A novel electric spark precipitation and electrospinning strategy to prepare cerium hydroxide nanocomposite for phosphate uptake from aqueous solutions

Abstract

Phosphorus is a main cause of eutrophication in water bodies, the use of adsorbents to reduce phosphate concentration in water is considered an effective way to combat eutrophication. Herein, a new and effective strategy for phosphorus removal with a PAN based cerium hydroxide nanocomposite (CHP) is shown, we combined electrospinning and spark ablation techniques, where an electrospun fiber membrane polyacrylonitrile (PAN) was used as a carrier, spark ablation produced clean nano-cerium aerosol embedded in it as the active ingredient, and a combined hydrothermal method to develop PAN based cerium hydroxide nanocomposite (CHP), the crystal size of ceria nanoparticles was 120–210 nm. CHP can capture phosphate selectively with a maximum adsorption capacity of 86.7 mg·P/g, which is higher than that for most cerium-based adsorbents and is easily separated from the liquid with high efficiency and economy.

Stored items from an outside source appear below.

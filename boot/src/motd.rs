//! Message-of-the-day rendering.
//!
//! Each line of the motd file may end in `, <fg>, <bg>` (both 0..=15); the
//! prefix before the directive prints in that colour, everything else in
//! the current one.

use orion_lib::console::{kprint, kprint_color};
use orion_lib::string::trim;

use orion_fs::fscmd;

/// Split a trailing `, fg, bg` colour directive off `line`. Returns the
/// text prefix and the pair when the suffix parses.
fn split_color_suffix(line: &[u8]) -> Option<(&[u8], u8, u8)> {
    let line = trim(line);
    if line.is_empty() {
        return None;
    }

    let last_comma = line.iter().rposition(|&b| b == b',')?;
    let bg = parse_color_field(&line[last_comma + 1..])?;

    let rest = &line[..last_comma];
    let prev_comma = rest.iter().rposition(|&b| b == b',')?;
    let fg = parse_color_field(&rest[prev_comma + 1..])?;

    let text = trim(&rest[..prev_comma]);
    Some((text, fg, bg))
}

fn parse_color_field(field: &[u8]) -> Option<u8> {
    let field = trim(field);
    if field.is_empty() || !field.iter().all(|b| b.is_ascii_digit()) {
        return None;
    }
    let value = orion_lib::string::parse_u32(field)?;
    if value > 15 {
        return None;
    }
    Some(value as u8)
}

/// Render `path` to the console, line by line.
pub fn print_motd_file(path: &str) {
    if path.is_empty() || !fscmd::exists(path) {
        return;
    }

    let mut buf = [0u8; 512];
    let n = fscmd::read_file_by_name(path, &mut buf);
    if n <= 0 {
        return;
    }

    for raw_line in buf[..n as usize].split(|&b| b == b'\n') {
        let line = raw_line.strip_suffix(b"\r").unwrap_or(raw_line);
        match split_color_suffix(line) {
            Some((text, fg, bg)) => {
                if let Ok(s) = core::str::from_utf8(text) {
                    kprint_color(s, fg, bg);
                }
            }
            None => {
                if let Ok(s) = core::str::from_utf8(line) {
                    if !s.is_empty() {
                        kprint(s);
                    }
                }
            }
        }
        kprint("\n");
    }
}
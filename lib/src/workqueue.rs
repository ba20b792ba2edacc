//! Bounded deferred-work queue.
//!
//! IRQ handlers push `(fn, ctx)` pairs; the main loop drains them with
//! interrupts enabled. Both ends take the interrupts-disabled critical
//! section, so producer and consumer may live in any context. Producers
//! never block: a full queue fails the enqueue and the caller decides
//! whether to coalesce or drop.

use core::ffi::c_void;
use core::ptr;

use crate::ring_buffer::RingBuffer;
use crate::spinlock::IrqMutex;

/// Closures own their `ctx`; the queue never touches it.
pub type WorkFn = fn(ctx: *mut c_void);

pub const WORKQUEUE_SIZE: usize = 64;

#[derive(Clone, Copy)]
struct WorkItem {
    func: Option<WorkFn>,
    ctx: *mut c_void,
}

impl WorkItem {
    const fn empty() -> Self {
        Self {
            func: None,
            ctx: ptr::null_mut(),
        }
    }
}

// SAFETY: items only transit the queue; ownership of ctx stays with the
// closure that consumes it.
unsafe impl Send for WorkItem {}

static QUEUE: IrqMutex<RingBuffer<WorkItem, WORKQUEUE_SIZE>> =
    IrqMutex::new(RingBuffer::new_with(WorkItem::empty()));

pub fn workqueue_init() {
    QUEUE.lock().reset();
}

/// Queue `func(ctx)` for the next drain. Returns false when the queue is
/// full; IRQ callers must not busy-loop on that.
pub fn workqueue_enqueue(func: WorkFn, ctx: *mut c_void) -> bool {
    QUEUE.lock().try_push(WorkItem {
        func: Some(func),
        ctx,
    })
}

pub fn workqueue_pending() -> bool {
    !QUEUE.lock().is_empty()
}

/// Drain until empty, running each closure with interrupts enabled.
/// Re-entrant enqueues made by a running closure are picked up by the same
/// drain, in order.
pub fn workqueue_run() {
    loop {
        let item = QUEUE.lock().try_pop();
        let Some(item) = item else {
            break;
        };
        if let Some(func) = item.func {
            func(item.ctx);
        }
    }
}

The adsorption mechanism showed that CeO2 plays an important role in phosphorus adsorption through oxidation, reduction, and ligand exchange. Compared to mesoporous structures, fibrous structures are more favorable for reducing the aggregation of nanoparticles (NPs) and adsorption of large phosphate species. The spark ablation method immobilized active cerium dioxide NPs very stably on the fiber with high efficiency and limited environmental impact. In conclusion, our results have promising applications for lake eutrophication treatment.